I was shocked – not because of the message itself, but because the information came from a private conversation with another mutual friend.
It suddenly hit me: not everyone can keep a secret. And come to think of it, what the hell is even considered a secret these days?
There are many levels of secrets, ranging from national and corporate to personal, with varying degrees of severity within each category. I suppose a secret is essentially privileged information limited to a select group of people. The concept of secrecy isn’t new – I’m pretty sure even cavemen told their buddies not to blab about their latest loot.
But as communication becomes easier, the line between what’s secret and what’s not seems to be getting blurrier.
Take non-disclosure agreements, for instance. When you sign one, do they put you through a “trustworthiness” assessment? At best, you might be hooked up to a polygraph to make sure you’re not lying, but there’s nothing to measure how good you are at keeping your mouth shut.

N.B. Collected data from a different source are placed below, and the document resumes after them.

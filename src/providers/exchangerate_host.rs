use super::util::{build_url, fetch_json};
use crate::core::currency::FiatRateProvider;
use anyhow::Result;
use async_trait::async_trait;
use serde::Deserialize;
use std::collections::HashMap;
use tracing::{debug, instrument};

/// exchangerate.host public rates, the last resort of the chain.
pub struct ExchangeRateHostProvider {
    base_url: String,
    client: reqwest::Client,
}

impl ExchangeRateHostProvider {
    pub fn new(base_url: &str, client: reqwest::Client) -> Self {
        ExchangeRateHostProvider {
            base_url: base_url.trim_end_matches('/').to_string(),
            client,
        }
    }
}

#[derive(Debug, Deserialize)]
struct LatestResponse {
    #[serde(default)]
    success: bool,
    #[serde(default)]
    rates: HashMap<String, f64>,
}

#[async_trait]
impl FiatRateProvider for ExchangeRateHostProvider {
    fn name(&self) -> &'static str {
        "exchangerate.host"
    }

    #[instrument(name = "ExchangeRateHostRate", skip(self))]
    async fn usd_rate(&self, code: &str) -> Result<Option<f64>> {
        let url = build_url(
            &self.base_url,
            &["latest"],
            &[("base", "USD"), ("symbols", code)],
        )?;
        debug!("Requesting public rate for {}", code);

        let data: LatestResponse = fetch_json(self.client.get(url), &format!("USD/{code}")).await?;
        if !data.success {
            return Ok(None);
        }
        Ok(data.rates.get(code).copied())
    }
}

#[cfg(test)]
mod tests {
    use super::*;
    use crate::providers::util::http_client;
    use wiremock::matchers::{method, path, query_param};
    use wiremock::{Mock, MockServer, ResponseTemplate};

    async fn create_mock_server(mock_response: &str) -> MockServer {
        let mock_server = MockServer::start().await;

        Mock::given(method("GET"))
            .and(path("/latest"))
            .and(query_param("base", "USD"))
            .and(query_param("symbols", "JPY"))
            .respond_with(ResponseTemplate::new(200).set_body_string(mock_response))
            .mount(&mock_server)
            .await;

        mock_server
    }

    #[tokio::test]
    async fn test_public_rate() {
        let mock_server =
            create_mock_server(r#"{"success": true, "base": "USD", "rates": {"JPY": 149.5}}"#)
                .await;
        let provider = ExchangeRateHostProvider::new(&mock_server.uri(), http_client().unwrap());

        let rate = provider.usd_rate("JPY").await.unwrap();
        assert_eq!(rate, Some(149.5));
    }

    #[tokio::test]
    async fn test_success_flag_required() {
        let mock_server = create_mock_server(r#"{"rates": {"JPY": 149.5}}"#).await;
        let provider = ExchangeRateHostProvider::new(&mock_server.uri(), http_client().unwrap());

        let rate = provider.usd_rate("JPY").await.unwrap();
        assert_eq!(rate, None);
    }

    #[tokio::test]
    async fn test_unreachable_host() {
        let provider =
            ExchangeRateHostProvider::new("http://127.0.0.1:9", http_client().unwrap());

        let result = provider.usd_rate("JPY").await;
        assert!(result.unwrap_err().to_string().starts_with("Request error"));
    }
}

The same goes for personal stuff. When someone shares something with you in confidence, they’re assuming you’re trustworthy. They might ask, “Can you keep this a secret?” But let’s be real – who’s going to say no and admit they can’t be trusted?
Now, thanks to my friend’s message, I’m in a bit of a dilemma.
Let me break it down for you:
- A has a secret.
- A tells this secret to B.
- A also tells the same secret to C, separately.
- Later, B contacts C to share A’s secret.
- C promises B not to share the secret with anyone, including A (the original source of the secret).
So, should C tell A that B spilled the beans? And how should C respond to B without giving away that they already know? If C plays dumb, is that lying to B? After all, B trusted C enough to share the secret. But if C hints at knowing already, isn’t that breaking their promise to A?
And that’s just with 3 people. Imagine the complications in big organizations where trade secrets or state secrets are at stake. How on earth do you make sure everyone keeps their lips zipped?
We haven’t even touched on the definition of what constitutes a secret or exceptions like spouses, where information tends to flow freely.
All this got me thinking: what’s the litmus test for a person’s secret-keeping abilities? Having a good memory is a start – you’ve got to remember whose secret is whose and who you can share it with. Ironically, being extremely forgetful could work too.
Another factor to consider is how often someone’s under the influence of alcohol or drugs. The best memory in the world doesn’t mean anything if you’re loose-lipped after a few drinks.
And let’s not forget about the gossip factor. Does this person talk about others behind their backs? If they do, do they at least try to hide the identities of the people they’re dishing about?
Maybe we should also normalize the idea that it’s okay to say, “Thanks, but no thanks” when someone wants to share a secret. After all, ignorance can be bliss – especially when it comes to keeping your conscience clear.